Production Outage: MySQL server is running with the --read-only option

I recently solved a production outage for a client. The following is a brief summary of the troubleshooting effort and resolution.

What I was Told

The application was written in Java, runs in Elastic Container Service (ECS), and utilizes Amazon Aurora RDS.

The following error message is all the information I received from the client.

PreparedStatementCallback; uncategorized SQLException for SQL [UPDATE as_target_allocation SET id = ?, user_id = ?, index_id = ?, allocation_1 = ?, allocation_2 = ?, allocation_3 = ?, allocation_4 = ?, allocation_5 = ? WHERE id = ?]; SQL state [HY000]; error code [1290]; The MySQL server is running with the --read-only option so it cannot execute this statement; nested exception is java.sql.SQLException: The MySQL server is running with the --read-only option so it cannot execute this statement

Troubleshooting Steps

Since the application had been running correctly before failing, I knew that the MySQL server was not actually running in read-only mode.

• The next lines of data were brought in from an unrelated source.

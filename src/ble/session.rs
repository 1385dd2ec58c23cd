//! Link session: one connection to one dive computer.
//!
//! A session connects, discovers services, negotiates the serial
//! characteristic pair, pumps notifications into its receive buffer and
//! owns the device opened over it until it is closed.

use btleplug::api::WriteType;
use futures::stream::StreamExt;
use parking_lot::{Mutex, RwLock};
use std::sync::atomic::{AtomicBool, Ordering};
use std::sync::Arc;
use std::time::{Duration, Instant};
use tokio::runtime::Handle;
use tokio::sync::broadcast;
use tokio::time::timeout;
use tracing::{debug, error, info, trace, warn};
use uuid::Uuid;

use crate::ble::characteristics::{negotiate, CharacteristicPair};
use crate::ble::frame_buffer::{FrameBuffer, DEFAULT_POLL_INTERVAL};
use crate::ble::peripheral::{GattPeripheral, NotificationStream};
use crate::ble::stream::{BleStream, DEFAULT_READ_TIMEOUT};
use crate::device::driver::{DeviceEvents, OpenDevice};
use crate::error::{Error, Result};

/// Weight of the previous estimate in the transfer-rate average.
const RATE_HISTORY_WEIGHT: f64 = 0.7;

/// Timeouts of a link session.
#[derive(Debug, Clone, PartialEq, Eq)]
pub struct LinkConfig {
    /// Bound on the link-layer connect.
    pub connect_timeout: Duration,
    /// Bound on service discovery.
    pub discovery_timeout: Duration,
    /// Bound on enabling notifications.
    pub notify_timeout: Duration,
    /// How long a stream read waits for data.
    pub read_timeout: Duration,
    /// Wait slice of blocked reads.
    pub poll_interval: Duration,
    /// Delay before a self-initiated disconnect stops being reported as such.
    pub disconnect_grace: Duration,
}

impl Default for LinkConfig {
    fn default() -> Self {
        Self {
            connect_timeout: Duration::from_secs(10),
            discovery_timeout: Duration::from_secs(10),
            notify_timeout: Duration::from_secs(5),
            read_timeout: DEFAULT_READ_TIMEOUT,
            poll_interval: DEFAULT_POLL_INTERVAL,
            disconnect_grace: Duration::from_millis(500),
        }
    }
}

impl LinkConfig {
    /// Set the connect timeout.
    pub fn with_connect_timeout(mut self, timeout: Duration) -> Self {
        self.connect_timeout = timeout;
        self
    }

    /// Set the service discovery timeout.
    pub fn with_discovery_timeout(mut self, timeout: Duration) -> Self {
        self.discovery_timeout = timeout;
        self
    }

    /// Set the notification enable timeout.
    pub fn with_notify_timeout(mut self, timeout: Duration) -> Self {
        self.notify_timeout = timeout;
        self
    }

    /// Set the stream read timeout.
    pub fn with_read_timeout(mut self, timeout: Duration) -> Self {
        self.read_timeout = timeout;
        self
    }

    /// Set the disconnect grace period.
    pub fn with_disconnect_grace(mut self, grace: Duration) -> Self {
        self.disconnect_grace = grace;
        self
    }
}

/// State of a link session.
#[derive(Debug, Clone, Copy, PartialEq, Eq, Hash, Default)]
pub enum LinkState {
    /// No connection.
    #[default]
    Idle,
    /// Link-layer connect in progress.
    Connecting,
    /// Waiting for the service list.
    DiscoveringServices,
    /// Choosing the write/notify pair and enabling notifications.
    DiscoveringCharacteristics,
    /// Ready for data transfer.
    Ready,
    /// Teardown in progress.
    Disconnecting,
    /// Connection setup failed; the session cannot connect again.
    Failed,
}

impl LinkState {
    /// Check if data can be transferred.
    pub fn is_ready(&self) -> bool {
        matches!(self, Self::Ready)
    }

    /// Check if a connect or teardown is in progress.
    pub fn is_transitioning(&self) -> bool {
        matches!(
            self,
            Self::Connecting
                | Self::DiscoveringServices
                | Self::DiscoveringCharacteristics
                | Self::Disconnecting
        )
    }
}

impl std::fmt::Display for LinkState {
    fn fmt(&self, f: &mut std::fmt::Formatter<'_>) -> std::fmt::Result {
        match self {
            Self::Idle => write!(f, "Idle"),
            Self::Connecting => write!(f, "Connecting"),
            Self::DiscoveringServices => write!(f, "Discovering services"),
            Self::DiscoveringCharacteristics => write!(f, "Discovering characteristics"),
            Self::Ready => write!(f, "Ready"),
            Self::Disconnecting => write!(f, "Disconnecting"),
            Self::Failed => write!(f, "Failed"),
        }
    }
}

/// Event for session state changes.
#[derive(Debug, Clone)]
pub struct LinkEvent {
    /// Identity of the peer.
    pub identifier: String,
    /// The new state.
    pub state: LinkState,
}

/// Who ended a connection.
#[derive(Debug, Clone, Copy, PartialEq, Eq)]
pub enum DisconnectOrigin {
    /// The session closed it.
    SelfInitiated,
    /// The peer or the radio dropped it.
    Unsolicited,
}

/// Received-byte counters.
#[derive(Debug, Clone, Copy, Default)]
pub struct TransferStats {
    /// Bytes received since the session was created.
    pub total_bytes: u64,
    /// Smoothed receive rate in bytes per second.
    pub bytes_per_second: f64,
    last_chunk_at: Option<Instant>,
}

I started the troubleshooting process by reviewing the application logs in CloudWatch, and I found the above error message and no other relevant records.

I used the AWS console to view the RDS Cluster. The account had an RDS cluster running with a Primary and one Replica instance.

I reviewed the Task Definition that defines the application's runtime environment and found that an environment variable was used to pass the database endpoint to the application. The endpoint was in the following format.

When the primary instance in an Aurora Cluster fails, a replica instance will become the new primary. The endpoint utilized in the Task Definition was to a specific instance, a failover occurred, and that instance was no longer the primary. When the application attempted to write to the database, it threw an exception.

The fix was modifying the Task Definition to pass the Cluster Endpoint instead of an Instance Endpoint.


The application was using Instance 1 Endpoint in the below diagram. This worked for a long time because Instance 1 was the Primary.

The RDS Cluster experienced a failover event and Instance 1 was now a Replica. If the application had been using the Cluster Endpoint the application would have switched to the new Primary automatically.